CAMPBELL RIVER, B.C. – The John Hart Generating Station Replacement Project is nearing completion.
And so are the final touch ups to the surrounding Elk Falls Provincial Park.
According to a BC Hydro release, the project required a parks boundary adjustment that will “ultimately lead to a net gain to the park, and another benefit was the Rotary Club-constructed Elk Falls Suspension Bridge.”
Part of the project includes BC Hydro freshening up the existing parking lot, including painting new road lines.
The work to remove and restore the original parking lot pavement and freshen up the new parking lot is a combined cost of about $90,000, with an additional $30,000 from BC Parks for restoration planting, trail work and monitoring.
“For years we’ve been discussing with BC Hydro what Hydro lands may be transferred over to BC Parks at Elk Falls Park as early as 2020,” said BC Parks area supervisor, Brent Blackmun.
Meanwhile, the release noted that since the project’s inception in 2007, there have been a lot of wins along the way.
“We’ve come a long way on how the John Hart project was planned, designed, and constructed,” said BC Hydro spokesperson, Stephen Watson. “Over that time we’ve worked collaboratively with BC Parks so that we could have a successful project, and BC Parks could benefit as well. Looking back I think it’s been a big success for us and BC Parks.”
Watson noted that there was “three project drivers.”
“One was reliability, (as the original station) was basically 70 years old; we had a risk to downstream fish habitat from unplanned flow reductions from the powerhouse; and then there were earthquake risks, where the penstocks and the old powerhouse would not be able to withstand even a low to moderate earthquake,” he explained.
All of those issues have been resolved, according to Watson.
“It’s all underground it’s in bedrock, so seismically strong, we have a new powerhouse that will last many, many decades and we have a water bypass facility within that powerhouse to maintain river flows downstream if one or two or three of those generators go offline,” Watson said.
BC Hydro was required, through a Park Boundary Adjustment process, to obtain some park land to allow for access and build the project within their 250-acre site located in the middle of the Elk Falls Provincial Park.
The land needed was mostly for the widening of existing access roads through the park to BC Hydro’s property.
When getting approval for the boundary adjustment, Hydro committed to giving more land back to the park than taken out, which may equate to about a six to seven acre net gain to the size of the Elk Falls Park.

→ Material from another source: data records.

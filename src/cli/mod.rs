pub mod commands;
pub mod events;
pub mod init;
pub mod task;

pub use commands::*;

use std::path::{Path, PathBuf};
use std::sync::Arc;

use chrono::{DateTime, NaiveDate, TimeZone, Utc};

use crate::config::Config;
use crate::db::{self, Db, SqliteTaskRepo, SqliteTaskSearch};
use crate::error::{FieldErrors, TodoError};
use crate::events::{jsonl::EVENTS_FILE, JsonlEventLog, TaskPublisher};
use crate::models::Priority;
use crate::output;
use crate::service::TaskService;

pub fn events_path(home: &Path) -> PathBuf {
    home.join(EVENTS_FILE)
}

/// Wires the SQLite record store, a second connection acting as the search
/// index, and the JSON-lines event log into a service.
pub fn open_service(home: &Path, config: &Config) -> Result<TaskService, TodoError> {
    let repo = SqliteTaskRepo::new(Db::new(db::open_db(home)?));
    let search = SqliteTaskSearch::new(Db::new(db::open_db(home)?));
    let notifier = TaskPublisher::new(JsonlEventLog::new(events_path(home)));
    Ok(TaskService::new(
        Arc::new(repo),
        Arc::new(search),
        Arc::new(notifier),
        config.breaker_config(),
    ))
}

/// Prints the not-initialized error and returns the exit code when `init`
/// has not been run for `home`.
pub fn require_init(home: &Path, json_output: bool) -> Option<i32> {
    if db::db_path(home).exists() {
        return None;
    }
    if json_output {
        print_json(&output::json::not_initialized(home));
    } else {
        eprintln!("Error: not initialized at {}. Run `todo-svc init` first.", home.display());
    }
    Some(1)
}

pub fn report_error(op: &str, err: &TodoError, json_output: bool) -> i32 {
    tracing::debug!(op, error = %err, "command failed");
    if json_output {
        print_json(&output::json::error(op, err));
    } else {
        output::text::print_error(op, err);
    }
    1
}

pub(crate) fn print_json(value: &serde_json::Value) {
    println!(
        "{}",
        serde_json::to_string_pretty(value).unwrap_or_else(|_| value.to_string())
    );
}

fn field_error(field: &str, err: TodoError) -> TodoError {
    let message = err.message.clone();
    let mut fields = FieldErrors::new();
    fields.insert(field.to_string(), err);
    TodoError::invalid_argument(message).with_validations(fields)
}

pub fn parse_priority(raw: &str) -> Result<Priority, TodoError> {
    raw.parse().map_err(|e| field_error("priority", e))
}

/// RFC 3339, or `YYYY-MM-DD` taken as midnight UTC.
pub fn parse_date(field: &str, raw: Option<&str>) -> Result<Option<DateTime<Utc>>, TodoError> {
    let Some(raw) = raw.map(str::trim).filter(|s| !s.is_empty()) else {
        return Ok(None);
    };
    if let Ok(t) = DateTime::parse_from_rfc3339(raw) {
        return Ok(Some(t.with_timezone(&Utc)));
    }
    NaiveDate::parse_from_str(raw, "%Y-%m-%d")
        .ok()
        .and_then(|d| d.and_hms_opt(0, 0, 0))
        .map(|naive| Some(Utc.from_utc_datetime(&naive)))
        .ok_or_else(|| field_error(field, TodoError::invalid_argument(format!("invalid date: {raw}"))))
}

“It has been very impressive to follow this massive project so closely since inception, and along that path ensure the various components of Elk Falls Park are protected, restored or enhanced,” Blackmun said. “The end outcome is very favorable. There have been many benefits for the park, the broader Campbell River community and visiting local and international tourists.”

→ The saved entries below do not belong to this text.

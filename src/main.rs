use std::process;

use clap::Parser;
use tracing_subscriber::{fmt, EnvFilter};

use todo_svc::cli::commands::{Cli, Commands};
use todo_svc::cli;
use todo_svc::config::{self, Config, DEFAULT_LOG_FILTER, ENV_LOG};
use todo_svc::context::Context;

#[tokio::main]
async fn main() -> anyhow::Result<()> {
    let cli_args = Cli::parse();
    let json_output = cli_args.json;
    let home = config::resolve_home(cli_args.home.as_deref());
    let loaded = Config::load(&home);

    let log_filter = loaded.as_ref().map_or(DEFAULT_LOG_FILTER, |c| c.log_filter.as_str());
    let filter = EnvFilter::try_from_env(ENV_LOG)
        .or_else(|_| EnvFilter::try_from_default_env())
        .unwrap_or_else(|_| EnvFilter::new(log_filter));
    let _ = fmt()
        .with_env_filter(filter)
        .with_writer(std::io::stderr)
        .try_init();

    // `init` must be able to run over a damaged config; it never rewrites it.
    let config = match (loaded, &cli_args.command) {
        (Ok(config), _) => config,
        (Err(e), Commands::Init) => {
            tracing::warn!(error = %e, "ignoring unreadable config");
            Config::default()
        }
        (Err(e), _) => process::exit(cli::report_error("config", &e, json_output)),
    };

    let ctx = Context::background();
    {
        let ctx = ctx.clone();
        tokio::spawn(async move {
            if tokio::signal::ctrl_c().await.is_ok() {
                tracing::info!("interrupt received, cancelling in-flight work");
                ctx.cancel();
            }
        });
    }

    let exit_code = match cli_args.command {
        Commands::Init => cli::init::run(&home, &config, json_output),
        Commands::Task(cmd) => cli::task::run(cmd, &ctx, &home, &config, json_output).await,
        Commands::Events => cli::events::run(&home, json_output).await,
    };

    process::exit(exit_code);
}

Those end benefits included discussions over the years between BC Hydro, BC Parks and the Campbell River Rotary Club that led to the Rotary Club’s construction of the suspension bridge at Elk Falls.
The release said the available parking was “a show-stopper” for the bridge proposal, as the old parking lots were too small, poorly constructed and located in the iconic old growth forests.
That ultimately led to BC Hydro, given the three-year road closure across the John Hart Dam during project construction, to build a project legacy through a permanent 80-spot parking lot, that included RV and bus parking.
The access road, parking lot and trail system was about a $2 million contribution. Hydro also made a funding contribution of $150,000 towards the suspension bridge construction.
The Elk Falls Day Use Area had annual visitors climb from about 75,000 a year to about 200,000. The suspension bridge is a free attraction that has increased tourism.
“We’ve been working with BC Parks since the very beginning,” Watson said.
He added that, “with the new Elk Falls permanent access and parking in place since 2013, and timed to our decommissioning of the old John Hart facilities this year, we had another commitment to BC Parks to remove the pavement in the original two parking lots within the old growth forest.”
“That work is happening now and is perhaps two weeks from completion,” Watson said. “The final results will further protect the parks old growth trees and the habitat they provide. The work also includes improvements to trails, relocated picnic tables and retaining emergency access.”
“Part of the land package may include the new Elk Falls parking lot, adjacent treed lands with trails and some lower reaches of the Elk Falls Canyon.”
“While the John Hart project was successful in getting a safe, reliable, environmentally benefiting hydroelectric facility, it is also important to work with agencies and the community to mitigate the project impacts as much as possible, and where possible find mutual wins,” Watson said.
“With BC Hydro and BC Parks working closely together since the very beginning we achieved positive outcomes.”
BC Hydro says the old woodstave penstock corridor will eventually return to forest, and better fit within the surrounding parkland.